Из президиума секретарь горкома партии Н. Б. Еремин, инвалид войны с протезом вместо правой руки, постучал, как обычно, искусственной черной кожаной ладонью по столу и громко попросил: “Исай Григорьевич, сядь пожалуйста!”
Но Тобольский не сел, а забегал в проходе вдоль рядов, причитая уже потише: “Так оскорбить поэта, так оскорбить!”
После выхода “антисионистской” поэмы “Исповедь” саратовский поэт долгое время пребывал в непрерывном, как в буквальном, так и переносном смысле, опьянении. Он бесконечно рассказывал, как принес поэму в редакцию “Волги”, где главный редактор Шундик мгновенно прочел, обнял, поздравил и сказал: “Исай! „Волга” не то место, твоей поэме нужен международный резонанс!” И самолично отправил “Исповедь” в журнал “Огонек” с рекомендательным письмом Анатолию Софронову. Это первая часть его устной трилогии.
Вторая — та, что буквально через неделю сам Софронов звонит саратовскому поэту и приглашает в столицу за счет журнала. При встрече Софронов, как и Шундик, обнимает его и поздравляет. Особое место во второй части занимал эпизод с бумажником Софронова. “Исай! — сказал тот младшему коллеге. — Пока вам бухгалтерия выплатит гонорар, возьмите у меня”. И при этих словах автор “Стряпухи” доставал бумажник, объемом подобный его чреву. “Никогда бы не поверил, что у человека может быть при себе столько денег”, — делился впечатлением саратовец.
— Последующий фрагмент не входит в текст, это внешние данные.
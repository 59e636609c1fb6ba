//! Orchestration engine for the duplex voice agent
//!
//! This crate is the core of the system: the turn/state machine that accepts
//! interleaved transcripts and audio samples, manages concurrent producers
//! and consumers of text and audio buffers, classifies and responds to
//! mid-turn interruptions, dispatches tool calls embedded in LLM responses,
//! and guarantees ordered, cancellable, at-most-one-active-turn playback.
//!
//! The STT/TTS/LLM/audio collaborators themselves are external; this crate
//! defines the interfaces it requires of them (see [`traits`]) and wires
//! them together.

pub mod audio_buffer;
mod builtin;
mod driver;
pub mod interruption;
pub mod orchestrator;
pub mod text_buffer;
pub mod traits;
pub mod turns;

pub use audio_buffer::{AudioBuffer, AudioItem, AudioReader};
pub use driver::LlmClient;
pub use interruption::{
    ClassifierLlm, InterruptionClassifier, InterruptionHandler, LlmClassifier,
    LlmInterruptionHandler, OrchestratorControl, PassthroughClassifier,
};
pub use orchestrator::{OrchestrateOptions, Orchestrator, OrchestratorHandle, OrchestratorOptions};
pub use text_buffer::{TextBuffer, TextReader};
pub use traits::{
    AudioCallback, AudioInput, AudioInputHandle, AudioOutput, AudioOutputHandle,
    CaptureAudioInput, DrainingAudioOutput, EventCallback, MarkCallback, MarkingAudioOutput,
    SpeechStreamOptions, SpeechToText, TextToSpeech, TranscribeOptions, TranscriptCallback,
};
pub use turns::TurnsStore;

use duplex_llm::LlmError;
use duplex_tools::ToolError;
use thiserror::Error;

/// Orchestration errors.
#[derive(Error, Debug)]
pub enum OrchestratorError {
    #[error("missing collaborator: {0}")]
    MissingCollaborator(&'static str),

    #[error("orchestrator already started")]
    AlreadyStarted,

    #[error("orchestrator is closed")]
    Closed,

    /// The prompt queue is at capacity. Non-fatal; the caller may retry.
    #[error("prompt queue full")]
    PromptQueueFull,

    #[error("unknown LLM type")]
    UnknownLlmType,

    #[error("interruption classifier error: {0}")]
    Classifier(String),

    #[error("speech-to-text error: {0}")]
    Stt(String),

    #[error("text-to-speech error: {0}")]
    Tts(String),

    #[error("audio device error: {0}")]
    Audio(String),

    #[error(transparent)]
    Llm(#[from] LlmError),

    #[error(transparent)]
    Tool(#[from] ToolError),
}

impl From<OrchestratorError> for duplex_core::Error {
    fn from(err: OrchestratorError) -> Self {
        duplex_core::Error::Orchestrator(err.to_string())
    }
}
В третьей части звучала уже трагическая нота. Все чаще Исая Григорьевича можно было видеть в кафе “Юность” (располагавшемся в одном здании с редакцией “Волги”) сильно выпившим и в минорном настроении. Перед ним на столе, кроме графинчика с коньяком, лежал номер газеты “Литературная Россия”, где какие-то хулиганы напечатали восторженную рецензию на “Исповедь”, которая начиналась примерно так: “Имя автора поэмы „Исповедь”, мужественного советского поэта Исая Тобольского, занесено сионистскими боевиками в черные списки по обе стороны океана”. Тобольский поднимал на собеседника страдальческий взор, качал лысой головой и вслух повторял эти страшные строки, после чего надолго припадал к фужеру.
Из поэмы “Исповедь” мне запали в память строки, обращенные к брату, уехавшему в Израиль (о чем все узнали впервые из поэмы):
И ни в каких Притонах Тель-Авива Тебе, Натан, Не скрыться от меня. Не спрятаться. Ничем не заслониться.
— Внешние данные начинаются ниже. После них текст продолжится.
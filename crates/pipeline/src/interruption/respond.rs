//! Interruption responses
//!
//! Maps a classification onto control actions.

use duplex_core::{InterruptionKind, TurnRole};

use super::OrchestratorControl;
use crate::OrchestratorError;

/// Act on a classified interruption.
pub(super) async fn respond(
    kind: InterruptionKind,
    prompt: &str,
    control: &dyn OrchestratorControl,
) -> Result<(), OrchestratorError> {
    match kind {
        InterruptionKind::Continuation => {
            let turns = control.turns();

            // Walk back to the last user turn, counting the turns after it.
            let mut after_last_user = None;
            let mut walked = 0usize;
            turns.rvalues(|turn| {
                if turn.role == TurnRole::User {
                    after_last_user = Some(walked);
                    false
                } else {
                    walked += 1;
                    true
                }
            });

            // History surgery before cancellation: the cancelled turn's
            // finalization must not land between the pops.
            let requeued = match after_last_user {
                Some(count) => {
                    for _ in 0..count {
                        turns.pop();
                    }
                    match turns.pop() {
                        Some(last_user) => format!("{} {}", last_user.content, prompt),
                        None => prompt.to_string(),
                    }
                }
                None => prompt.to_string(),
            };
            control.queue_prompt(&requeued)?;
            control.cancel_turn();
            Ok(())
        }
        InterruptionKind::Clarification => {
            control.cancel_turn();
            control.queue_prompt(prompt)?;
            Ok(())
        }
        InterruptionKind::Cancellation => {
            control.cancel_turn();
            Ok(())
        }
        InterruptionKind::Ignorable | InterruptionKind::Repetition | InterruptionKind::Noise => {
            Ok(())
        }
        InterruptionKind::Action => control.call_tool_with_prompt(prompt).await,
        InterruptionKind::NewPrompt => {
            control.queue_prompt(prompt)?;
            Ok(())
        }
    }
}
С одной стороны, было как-то досадно на откровенно перелетевшие на Ближний Восток вертинские притоны Сан-Франциско, с другой, естественно, одолевал смех: почему пожилой человек должен в Тель-Авиве скрываться, да еще почему-то в притонах? Или автор поэмы предполагал, что ради них и уезжают?
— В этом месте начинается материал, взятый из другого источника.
//! Audio buffer
//!
//! Same shape as the text buffer, but the items are a sum of audio chunks
//! and named marks, the consumer can be paused, and marks carry an
//! acknowledgement path: a mark is yielded only after every preceding audio
//! chunk, and `mark_played` records the device's acknowledgement that
//! playback passed it.

use std::sync::Arc;

use parking_lot::Mutex;
use tokio::sync::watch;

/// One item in the playback queue.
#[derive(Debug, Clone, PartialEq, Eq)]
pub enum AudioItem {
    Audio(Vec<u8>),
    Mark(String),
}

#[derive(Default)]
struct AudioInner {
    items: Vec<AudioItem>,
    consumed: usize,
    done: bool,
    final_transcript: String,
    paused: bool,
    /// Marks yielded to the consumer but not yet acknowledged.
    outstanding_marks: Vec<String>,
    epoch: u64,
}

struct Shared {
    inner: Mutex<AudioInner>,
    signal: watch::Sender<()>,
}

/// Shared playback queue between the TTS output and the audio device feed.
/// Cloning yields another handle to the same buffer.
#[derive(Clone)]
pub struct AudioBuffer {
    shared: Arc<Shared>,
}

impl AudioBuffer {
    pub fn new() -> Self {
        let (signal, _) = watch::channel(());
        Self {
            shared: Arc::new(Shared {
                inner: Mutex::new(AudioInner::default()),
                signal,
            }),
        }
    }

    /// Append an audio chunk and wake the consumer.
    pub fn add_audio(&self, audio: Vec<u8>) {
        let mut inner = self.shared.inner.lock();
        inner.items.push(AudioItem::Audio(audio));
        self.shared.signal.send_replace(());
    }

    /// Append a named mark. It is yielded only after all audio added before
    /// it has been yielded.
    pub fn add_mark(&self, name: impl Into<String>) {
        let mut inner = self.shared.inner.lock();
        inner.items.push(AudioItem::Mark(name.into()));
        self.shared.signal.send_replace(());
    }

    /// Signal end-of-stream, carrying the transcript of what was spoken.
    pub fn finish(&self, transcript: impl Into<String>) {
        let mut inner = self.shared.inner.lock();
        inner.done = true;
        inner.final_transcript = transcript.into();
        self.shared.signal.send_replace(());
    }

    /// While paused the consumer blocks even if items are available.
    pub fn pause(&self) {
        let mut inner = self.shared.inner.lock();
        inner.paused = true;
        self.shared.signal.send_replace(());
    }

    pub fn unpause(&self) {
        let mut inner = self.shared.inner.lock();
        inner.paused = false;
        self.shared.signal.send_replace(());
    }

    pub fn is_paused(&self) -> bool {
        self.shared.inner.lock().paused
    }

    /// Acknowledge that the named mark passed the playback head. Returns
    /// whether the mark was outstanding.
    pub fn mark_played(&self, name: &str) -> bool {
        let mut inner = self.shared.inner.lock();
        let Some(position) = inner.outstanding_marks.iter().position(|m| m == name) else {
            return false;
        };
        inner.outstanding_marks.remove(position);
        self.shared.signal.send_replace(());
        true
    }

    pub fn outstanding_marks(&self) -> usize {
        self.shared.inner.lock().outstanding_marks.len()
    }

    pub fn final_transcript(&self) -> String {
        self.shared.inner.lock().final_transcript.clone()
    }

    pub fn is_done(&self) -> bool {
        self.shared.inner.lock().done
    }

    /// Items added but not yet consumed.
    pub fn pending(&self) -> usize {
        let inner = self.shared.inner.lock();
        inner.items.len() - inner.consumed
    }

    /// Drop pending items and reopen for the next turn. Any consumer bound
    /// to the previous epoch wakes and returns. The pause flag is preserved.
    pub fn clear(&self) {
        let mut inner = self.shared.inner.lock();
        inner.epoch += 1;
        inner.items.clear();
        inner.consumed = 0;
        inner.done = false;
        inner.final_transcript.clear();
        inner.outstanding_marks.clear();
        self.shared.signal.send_replace(());
    }

    /// Bind a consumer to the buffer's current epoch.
    pub fn reader(&self) -> AudioReader {
        AudioReader {
            epoch: self.shared.inner.lock().epoch,
            rx: self.shared.signal.subscribe(),
            shared: self.shared.clone(),
        }
    }
}

impl Default for AudioBuffer {
    fn default() -> Self {
        Self::new()
    }
}

/// Lazy consumer handle, bound to one buffer epoch.
pub struct AudioReader {
    shared: Arc<Shared>,
    epoch: u64,
    rx: watch::Receiver<()>,
}

impl AudioReader {
    /// Next item in FIFO order. Blocks while the buffer is empty and not
    /// done, and while paused. Returns `None` once drained and finished, or
    /// when the buffer was cleared out from under this consumer.
    pub async fn next(&mut self) -> Option<AudioItem> {
        loop {
            self.rx.borrow_and_update();
            {
                let mut inner = self.shared.inner.lock();
                if inner.epoch != self.epoch {
                    return None;
                }
                if !inner.paused {
                    if inner.consumed < inner.items.len() {
                        let item = inner.items[inner.consumed].clone();
                        inner.consumed += 1;
                        if let AudioItem::Mark(name) = &item {
                            inner.outstanding_marks.push(name.clone());
                        }
                        return Some(item);
                    }
                    if inner.done {
                        return None;
                    }
                }
            }
            if self.rx.changed().await.is_err() {
                return None;
            }
        }
    }
}

#[cfg(test)]
mod tests {
    use super::*;
    use std::time::Duration;
    use tokio::time::timeout;

    #[tokio::test]
    async fn marks_are_yielded_after_preceding_audio() {
        let buffer = AudioBuffer::new();
        buffer.add_audio(vec![1]);
        buffer.add_audio(vec![2]);
        buffer.add_mark("end");
        buffer.finish("spoken text");

        let mut reader = buffer.reader();
        assert_eq!(reader.next().await, Some(AudioItem::Audio(vec![1])));
        assert_eq!(reader.next().await, Some(AudioItem::Audio(vec![2])));
        assert_eq!(reader.next().await, Some(AudioItem::Mark("end".to_string())));
        assert_eq!(reader.next().await, None);
        assert_eq!(buffer.final_transcript(), "spoken text");
    }

    #[tokio::test]
    async fn paused_consumer_blocks_even_with_items_available() {
        let buffer = AudioBuffer::new();
        buffer.add_audio(vec![1]);
        buffer.pause();

        let mut reader = buffer.reader();
        let blocked = timeout(Duration::from_millis(20), reader.next()).await;
        assert!(blocked.is_err(), "paused buffer should block the consumer");

        buffer.unpause();
        assert_eq!(reader.next().await, Some(AudioItem::Audio(vec![1])));
    }

    #[tokio::test]
    async fn mark_played_clears_the_outstanding_mark() {
        let buffer = AudioBuffer::new();
        buffer.add_mark("m1");
        buffer.finish("");

        let mut reader = buffer.reader();
        assert_eq!(reader.next().await, Some(AudioItem::Mark("m1".to_string())));
        assert_eq!(buffer.outstanding_marks(), 1);
        assert!(buffer.mark_played("m1"));
        assert_eq!(buffer.outstanding_marks(), 0);
        assert!(!buffer.mark_played("m1"), "double ack is a no-op");
    }

    #[tokio::test]
    async fn clear_retires_the_consumer_and_reopens() {
        let buffer = AudioBuffer::new();
        buffer.add_audio(vec![1]);
        let mut reader = buffer.reader();
        assert!(reader.next().await.is_some());

        buffer.clear();
        assert_eq!(reader.next().await, None);
        assert!(!buffer.is_done(), "clear reopens the buffer");

        buffer.add_audio(vec![9]);
        buffer.finish("");
        let mut reader = buffer.reader();
        assert_eq!(reader.next().await, Some(AudioItem::Audio(vec![9])));
        assert_eq!(reader.next().await, None);
    }

    #[tokio::test]
    async fn clear_while_consumer_waits_does_not_deadlock() {
        let buffer = AudioBuffer::new();
        let mut reader = buffer.reader();

        let waiter = tokio::spawn(async move { reader.next().await });
        tokio::time::sleep(Duration::from_millis(10)).await;
        buffer.clear();

        let result = timeout(Duration::from_millis(100), waiter).await;
        assert_eq!(result.unwrap().unwrap(), None);
    }
}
Успеха “Исповеди” саратовцу показалось мало, и через несколько лет тот же Анатолий Софронов в своем “Огоньке” публикует новую поэму Тобольского, “Монолог”.
В кармане виза. Связаны манатки И пасквилей бумажная гора. Ты столько лет Играл с Россией в прятки… Подбит итог. Окончена игра.
А далее:
К любой норе, К любой чужой берлоге Приладится безродная душа, Умеющая Плакаться о боге, А верить Только богу барыша.
Каким, должно быть, радостным созвучием отозвались эти строки у основоположника преследования “безродных космополитов”…
Ульяновский поэт Николай Благов рассказывал, как, приезжая в родное село, на вопросы мужиков о литературных заработках в 10 раз уменьшает сумму гонорара за книгу: вместо трех тысяч — триста рублей. И мужики все равно дивились: за стишки — триста рублей!
Отчего-то самые забубенные заведения в Советской России назывались нежно: “Ласточка”, “Ромашка”, “Колокольчик”, “Одуванчик”, “Незабудка”, “Ландыш” и т. п.
Сейчас видел на улице престарелую, видимо, с больными ногами женщину, на рукаве ватного пальто у нее повязка “Дружинник” вверх ногами. Честное слово! (Запись 1965 года.)
В дымке лет хрущевская эпоха выглядит по сравнению со сталинской оттепельной и вегетарианской, и это справедливо. Хотя и сажали, и расстреливали (Новочеркасск), и казнили беззаконно (валютчики), и отправляли “для пользы дела” на верную смерть военных (Семипалатинск, Новая Земля), и мировую войну чуть не развязали, и много чего еще нехорошего. Но и впрямь массовых посадок и казней не стало.